=== GIVEN ENTRIES ===

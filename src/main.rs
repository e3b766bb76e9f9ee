//! hashpool - Concurrent file hashing with a bounded worker pool.
//!
//! Usage:
//!   hashpool hash [PATH]        Hash every file under PATH
//!   hashpool compare [PATH]     Time the sequential baseline against the pool
//!   hashpool guestbook          Run the concurrent guestbook demo
//!   hashpool --help             Show help

use std::path::PathBuf;
use std::sync::Arc;
use std::time::Duration;

use clap::{Args, Parser, Subcommand, ValueEnum};
use color_eyre::eyre::{Context, Result, bail};
use tracing_subscriber::EnvFilter;

use hashpool_core::{DigestAlgorithm, DigestResult, HashOutcome, PipelineConfig};
use hashpool_hash::{Dispatcher, HashReport, hash_sequential};
use hashpool_ledger::{SharedLedger, SigningOptions, sign_concurrently};

#[derive(Parser)]
#[command(
    name = "hashpool",
    version,
    about = "Concurrent file hashing with a bounded worker pool",
    long_about = "hashpool walks a directory tree and hashes every regular file \
                  with a fixed pool of worker threads fed through bounded queues."
)]
struct Cli {
    #[command(subcommand)]
    command: Command,
}

#[derive(Subcommand)]
enum Command {
    /// Hash every file under a directory
    Hash {
        #[command(flatten)]
        pipeline: PipelineArgs,

        /// Output format
        #[arg(short, long, default_value = "text")]
        format: OutputFormat,
    },

    /// Compare the sequential baseline with the worker pool
    Compare {
        #[command(flatten)]
        pipeline: PipelineArgs,
    },

    /// Have concurrent signers sign a shared guestbook
    Guestbook {
        /// Number of concurrent signers
        #[arg(short, long, default_value = "100")]
        signers: usize,

        /// Upper bound of each signer's random delay, in milliseconds
        #[arg(long, default_value = "1000")]
        max_delay_ms: u64,
    },
}

#[derive(Args)]
struct PipelineArgs {
    /// Directory to hash (defaults to the config file's root, then ".")
    path: Option<PathBuf>,

    /// Number of hashing workers
    #[arg(short, long)]
    workers: Option<usize>,

    /// Digest algorithm (sha256, sha512, blake3)
    #[arg(short, long)]
    algorithm: Option<DigestAlgorithm>,

    /// Capacity of the work and result queues
    #[arg(short, long)]
    queue_capacity: Option<usize>,

    /// Include hidden files
    #[arg(long, overrides_with = "no_hidden")]
    hidden: bool,

    /// Skip hidden files
    #[arg(long, overrides_with = "hidden")]
    no_hidden: bool,

    /// Follow symbolic links
    #[arg(long)]
    follow_symlinks: bool,

    /// Maximum directory depth to descend
    #[arg(long)]
    max_depth: Option<usize>,

    /// TOML config file; flags override its values
    #[arg(short, long)]
    config: Option<PathBuf>,
}

#[derive(Debug, Clone, Copy, ValueEnum, Default)]
enum OutputFormat {
    #[default]
    Text,
    Json,
}

impl PipelineArgs {
    /// Merge the config file (if any) with the command-line flags.
    fn into_config(self) -> Result<PipelineConfig> {
        let mut config = match &self.config {
            Some(path) => PipelineConfig::from_toml_file(path)
                .with_context(|| format!("Failed to load config {}", path.display()))?,
            None => PipelineConfig::default(),
        };

        if let Some(path) = self.path {
            config.root = path;
        }
        if let Some(workers) = self.workers {
            config.worker_count = workers;
        }
        if let Some(algorithm) = self.algorithm {
            config.digest_algorithm = algorithm;
        }
        if let Some(capacity) = self.queue_capacity {
            config.queue_capacity = capacity;
        }
        if self.hidden {
            config.include_hidden = true;
        }
        if self.no_hidden {
            config.include_hidden = false;
        }
        if self.follow_symlinks {
            config.follow_symlinks = true;
        }
        if self.max_depth.is_some() {
            config.max_depth = self.max_depth;
        }

        config.validate().context("Invalid configuration")?;
        Ok(config)
    }
}

fn main() -> Result<()> {
    color_eyre::install()?;

    tracing_subscriber::fmt()
        .with_env_filter(
            EnvFilter::try_from_default_env().unwrap_or_else(|_| EnvFilter::new("warn")),
        )
        .with_writer(std::io::stderr)
        .init();

    let cli = Cli::parse();

    match cli.command {
        Command::Hash { pipeline, format } => run_hash(pipeline.into_config()?, format)?,
        Command::Compare { pipeline } => run_compare(pipeline.into_config()?)?,
        Command::Guestbook {
            signers,
            max_delay_ms,
        } => run_guestbook(signers, Duration::from_millis(max_delay_ms))?,
    }

    Ok(())
}

/// Hash a tree, streaming one line per file.
fn run_hash(config: PipelineConfig, format: OutputFormat) -> Result<()> {
    eprintln!(
        "Hashing {} with {} workers ({})...",
        config.root.display(),
        config.worker_count,
        config.digest_algorithm
    );

    let dispatcher = Dispatcher::new(config);

    let report = match format {
        OutputFormat::Text => dispatcher.run_with(print_result),
        OutputFormat::Json => dispatcher.run(),
    }
    .context("Hashing failed")?;

    match format {
        OutputFormat::Text => print_summary(&report),
        OutputFormat::Json => println!("{}", serde_json::to_string_pretty(&report)?),
    }

    Ok(())
}

/// Run the sequential baseline and the pool over the same tree.
fn run_compare(config: PipelineConfig) -> Result<()> {
    eprintln!("Hashing {} sequentially...", config.root.display());
    let sequential = hash_sequential(&config).context("Sequential run failed")?;

    eprintln!("Hashing {} with {} workers...", config.root.display(), config.worker_count);
    let pooled = Dispatcher::new(config).run().context("Pooled run failed")?;

    println!();
    println!("{}", "─".repeat(60));
    println!(" {} - {} files", pooled.root.display(), pooled.total());
    println!("{}", "─".repeat(60));
    println!(
        " Sequential:        {:>10.3}s",
        sequential.duration.as_secs_f64()
    );
    println!(
        " Pool ({:>2} workers): {:>10.3}s",
        pooled.worker_count,
        pooled.duration.as_secs_f64()
    );

    let pooled_secs = pooled.duration.as_secs_f64();
    if pooled_secs > 0.0 {
        println!(
            " Speedup:           {:>10.2}x",
            sequential.duration.as_secs_f64() / pooled_secs
        );
    }
    println!();

    if !sequential.same_outcomes(&pooled) {
        bail!("Sequential and pooled runs produced different outcomes");
    }
    println!(" Both runs produced the same {} outcomes.", pooled.total());

    Ok(())
}

/// Run the concurrent guestbook demo.
fn run_guestbook(signers: usize, max_delay: Duration) -> Result<()> {
    let runtime = tokio::runtime::Builder::new_multi_thread()
        .enable_time()
        .build()
        .context("Failed to start async runtime")?;

    let ledger = Arc::new(SharedLedger::new());
    let options = SigningOptions::default()
        .with_signers(signers)
        .with_max_delay(max_delay);

    let snapshot = runtime.block_on(sign_concurrently(ledger, options));

    println!("Guestbook:{}", snapshot.render());
    println!();
    match snapshot.last_update {
        Some(at) => println!("Last signed: {}", at.to_rfc3339()),
        None => println!("Last signed: never"),
    }
    println!("Total signed: {}", snapshot.update_count);

    Ok(())
}

fn print_result(result: &DigestResult) {
    match &result.outcome {
        HashOutcome::Hashed(digest) => println!("{}  {}", digest, result.path.display()),
        HashOutcome::Failed(failure) => {
            println!("FAILED {}: {}", result.path.display(), failure)
        }
    }
}

fn print_summary(report: &HashReport) {
    println!();
    println!("{}", "─".repeat(60));
    println!(
        " {} - {} hashed ({}), {} failed",
        report.root.display(),
        report.hashed_count(),
        format_size(report.bytes_hashed),
        report.failed_count()
    );
    println!(
        " {} with {} workers in {:.2}s ({:.0} files/s, {}/s)",
        report.algorithm,
        report.worker_count,
        report.duration.as_secs_f64(),
        report.files_per_second(),
        format_size(report.bytes_per_second() as u64)
    );
    println!("{}", "─".repeat(60));

    let groups = report.duplicate_groups();
    if !groups.is_empty() {
        println!();
        println!(" {} duplicate group(s)", groups.len());
        for (i, group) in groups.iter().enumerate() {
            println!(
                " Group {} ({} files, {} redundant)",
                i + 1,
                group.count(),
                group.deletable_count()
            );
            for path in &group.paths {
                println!("   {}", path.display());
            }
        }
    }

    if report.has_warnings() {
        println!();
        println!("{} warning(s) during walk", report.warnings.len());
    }
}

/// Format size in human-readable form.
fn format_size(bytes: u64) -> String {
    humansize::format_size(bytes, humansize::BINARY)
}
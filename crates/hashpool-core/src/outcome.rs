//! Per-file hashing outcomes.

use std::path::PathBuf;

use serde::{Deserialize, Serialize};

use crate::digest::ContentDigest;
use crate::error::HashError;

/// Why a file was skipped.
#[derive(Debug, Clone, Copy, PartialEq, Eq, Serialize, Deserialize)]
pub enum FailureKind {
    /// The file could not be opened.
    Open,
    /// Reading failed partway.
    Read,
}

/// Recorded failure for a single file.
#[derive(Debug, Clone, PartialEq, Eq, Serialize, Deserialize)]
pub struct HashFailure {
    /// Kind of failure.
    pub kind: FailureKind,
    /// Human-readable reason.
    pub message: String,
}

impl From<&HashError> for HashFailure {
    fn from(err: &HashError) -> Self {
        let (kind, source) = match err {
            HashError::Open { source, .. } => (FailureKind::Open, source),
            HashError::Read { source, .. } => (FailureKind::Read, source),
        };
        Self {
            kind,
            message: source.to_string(),
        }
    }
}

impl std::fmt::Display for HashFailure {
    fn fmt(&self, f: &mut std::fmt::Formatter<'_>) -> std::fmt::Result {
        match self.kind {
            FailureKind::Open => write!(f, "open failed: {}", self.message),
            FailureKind::Read => write!(f, "read failed: {}", self.message),
        }
    }
}

/// Outcome of hashing one file.
#[derive(Debug, Clone, PartialEq, Eq, Serialize, Deserialize)]
#[serde(rename_all = "lowercase")]
pub enum HashOutcome {
    /// The file was hashed.
    Hashed(ContentDigest),
    /// The file was skipped.
    Failed(HashFailure),
}

impl HashOutcome {
    /// Check if this outcome carries a digest.
    pub fn is_hashed(&self) -> bool {
        matches!(self, Self::Hashed(_))
    }

    /// Get the digest, if hashed.
    pub fn digest(&self) -> Option<&ContentDigest> {
        match self {
            Self::Hashed(digest) => Some(digest),
            Self::Failed(_) => None,
        }
    }
}

impl From<Result<ContentDigest, HashError>> for HashOutcome {
    fn from(result: Result<ContentDigest, HashError>) -> Self {
        match result {
            Ok(digest) => Self::Hashed(digest),
            Err(err) => Self::Failed(HashFailure::from(&err)),
        }
    }
}

/// One entry of the result queue: a path and what happened to it.
#[derive(Debug, Clone, PartialEq, Eq, Serialize, Deserialize)]
pub struct DigestResult {
    /// File that was processed.
    pub path: PathBuf,
    /// Digest or failure.
    pub outcome: HashOutcome,
    /// Bytes read while hashing. Zero for failed files.
    #[serde(default)]
    pub bytes: u64,
}

impl DigestResult {
    /// Create a result for a hashed file that yielded `bytes` bytes.
    pub fn hashed(path: impl Into<PathBuf>, digest: ContentDigest, bytes: u64) -> Self {
        Self {
            path: path.into(),
            outcome: HashOutcome::Hashed(digest),
            bytes,
        }
    }

    /// Create a result for a skipped file.
    pub fn failed(path: impl Into<PathBuf>, failure: HashFailure) -> Self {
        Self {
            path: path.into(),
            outcome: HashOutcome::Failed(failure),
            bytes: 0,
        }
    }

    /// Check if the file was hashed.
    pub fn is_hashed(&self) -> bool {
        self.outcome.is_hashed()
    }
}

#[cfg(test)]
mod tests {
    use super::*;
    use crate::digest::DigestAlgorithm;

    #[test]
    fn test_outcome_from_error() {
        let err = HashError::Open {
            path: PathBuf::from("/missing"),
            source: std::io::Error::new(std::io::ErrorKind::NotFound, "not found"),
        };
        let outcome = HashOutcome::from(Err(err));
        assert!(!outcome.is_hashed());
        match outcome {
            HashOutcome::Failed(failure) => {
                assert_eq!(failure.kind, FailureKind::Open);
                assert!(failure.to_string().starts_with("open failed"));
            }
            HashOutcome::Hashed(_) => panic!("expected failure"),
        }
    }

    #[test]
    fn test_hashed_result() {
        let digest = ContentDigest::new(DigestAlgorithm::Sha256, vec![1u8; 32]);
        let result = DigestResult::hashed("/a.txt", digest.clone(), 12);
        assert!(result.is_hashed());
        assert_eq!(result.bytes, 12);
        assert_eq!(result.outcome.digest(), Some(&digest));
    }
}
//! Upstream retransmission requests for losses seen on the incoming
//! stream.
//!
//! Missing sequence numbers reported by the stats engine are remembered
//! here; due entries are periodically turned into `TransportLayerNack`
//! pairs for the publisher. Entries back off between sends, are capped in
//! tries, and expire.

use std::collections::BTreeMap;
use std::time::{Duration, Instant};

use rtcp::transport_feedbacks::transport_layer_nack::NackPair;

/// How long a missing packet is worth chasing at all.
const NACK_LIFETIME: Duration = Duration::from_secs(2);
/// Minimum spacing between requests for the same sequence number.
const NACK_BACKOFF: Duration = Duration::from_millis(100);
/// A sequence number is requested at most this many times.
const MAX_TRIES: u8 = 3;
/// Bound on remembered missing sequence numbers.
const MAX_QUEUED: usize = 100;

#[derive(Debug, Clone, Copy)]
struct NackEntry {
    first_at: Instant,
    last_sent_at: Option<Instant>,
    tries: u8,
}

/// Tracks missing extended sequence numbers and paces retransmission
/// requests for them.
pub struct NackQueue {
    missing: BTreeMap<u64, NackEntry>,
}

impl NackQueue {
    pub fn new() -> Self {
        Self {
            missing: BTreeMap::new(),
        }
    }

    /// Remembers `[start, end)` as missing.
    pub fn push_range(&mut self, start_inclusive: u64, end_exclusive: u64, now: Instant) {
        let mut esn = start_inclusive;
        while esn != end_exclusive {
            self.missing.insert(
                esn,
                NackEntry {
                    first_at: now,
                    last_sent_at: None,
                    tries: 0,
                },
            );
            esn = esn.wrapping_add(1);
        }

        while self.missing.len() > MAX_QUEUED {
            // the oldest entries would age out first anyway
            if let Some((&oldest, _)) = self.missing.iter().next() {
                self.missing.remove(&oldest);
            }
        }
    }

    /// Forgets a sequence number, e.g. because it arrived out-of-order.
    pub fn remove(&mut self, ext_sequence_number: u64) {
        self.missing.remove(&ext_sequence_number);
    }

    pub fn is_empty(&self) -> bool {
        self.missing.is_empty()
    }

    /// Returns the NACK pairs that are due now, if any. The per-entry
    /// backoff and try cap are applied here.
    pub fn pairs(&mut self, now: Instant) -> Option<Vec<NackPair>> {
        let mut due: Vec<u16> = Vec::new();

        self.missing.retain(|&esn, entry| {
            if now.duration_since(entry.first_at) >= NACK_LIFETIME || entry.tries >= MAX_TRIES {
                return false;
            }

            let is_due = match entry.last_sent_at {
                Some(last) => now.duration_since(last) >= NACK_BACKOFF,
                None => true,
            };
            if is_due {
                entry.tries += 1;
                entry.last_sent_at = Some(now);
                due.push((esn & 0xFFFF) as u16);
            }
            true
        });

        if due.is_empty() {
            return None;
        }

        // compress into (pid, blp) pairs covering runs of 17
        let mut pairs = Vec::new();
        let mut pid = due[0];
        let mut blp = 0u16;
        for &sn in &due[1..] {
            let diff = sn.wrapping_sub(pid);
            if diff > 0 && diff <= 16 {
                blp |= 1 << (diff - 1);
            } else {
                pairs.push(NackPair {
                    packet_id: pid,
                    lost_packets: blp,
                });
                pid = sn;
                blp = 0;
            }
        }
        pairs.push(NackPair {
            packet_id: pid,
            lost_packets: blp,
        });

        Some(pairs)
    }
}

impl Default for NackQueue {
    fn default() -> Self {
        Self::new()
    }
}

#[cfg(test)]
mod tests {
    use super::*;

    #[test]
    fn test_pairs_compress_runs() {
        let mut q = NackQueue::new();
        let now = Instant::now();
        q.push_range(103, 113, now);

        let pairs = q.pairs(now).unwrap();
        assert_eq!(pairs.len(), 1);
        assert_eq!(pairs[0].packet_id, 103);
        assert_eq!(pairs[0].lost_packets, 0b1_1111_1111);
    }

    #[test]
    fn test_backoff_between_sends() {
        let mut q = NackQueue::new();
        let now = Instant::now();
        q.push_range(10, 11, now);

        assert!(q.pairs(now).is_some());
        // immediately again: not due
        assert!(q.pairs(now + Duration::from_millis(10)).is_none());
        // past the backoff: due again
        assert!(q.pairs(now + Duration::from_millis(150)).is_some());
    }

    #[test]
    fn test_try_cap_and_lifetime() {
        let mut q = NackQueue::new();
        let now = Instant::now();
        q.push_range(10, 11, now);

        for i in 0..MAX_TRIES {
            assert!(q
                .pairs(now + Duration::from_millis(110 * i as u64))
                .is_some());
        }
        // capped out
        assert!(q.pairs(now + Duration::from_millis(500)).is_none());
        assert!(q.is_empty());

        // a fresh entry expires after the lifetime even if never sent
        q.push_range(20, 21, now);
        assert!(q.pairs(now + Duration::from_secs(3)).is_none());
        assert!(q.is_empty());
    }

    #[test]
    fn test_remove_on_recovery() {
        let mut q = NackQueue::new();
        let now = Instant::now();
        q.push_range(100, 105, now);
        for esn in 100..105u64 {
            q.remove(esn);
        }
        assert!(q.pairs(now).is_none());
    }

    #[test]
    fn test_bounded_queue() {
        let mut q = NackQueue::new();
        let now = Instant::now();
        q.push_range(0, 500, now);
        assert!(q.missing.len() <= MAX_QUEUED);
        // the newest entries survive
        assert!(q.missing.contains_key(&499));
        assert!(!q.missing.contains_key(&0));
    }
}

===

◆ **TASK STATEMENT**
In the records above, how many lines include "numbers"? Answer with the number alone.

◆ **ANSWER FOR THIS EXERCISE**
3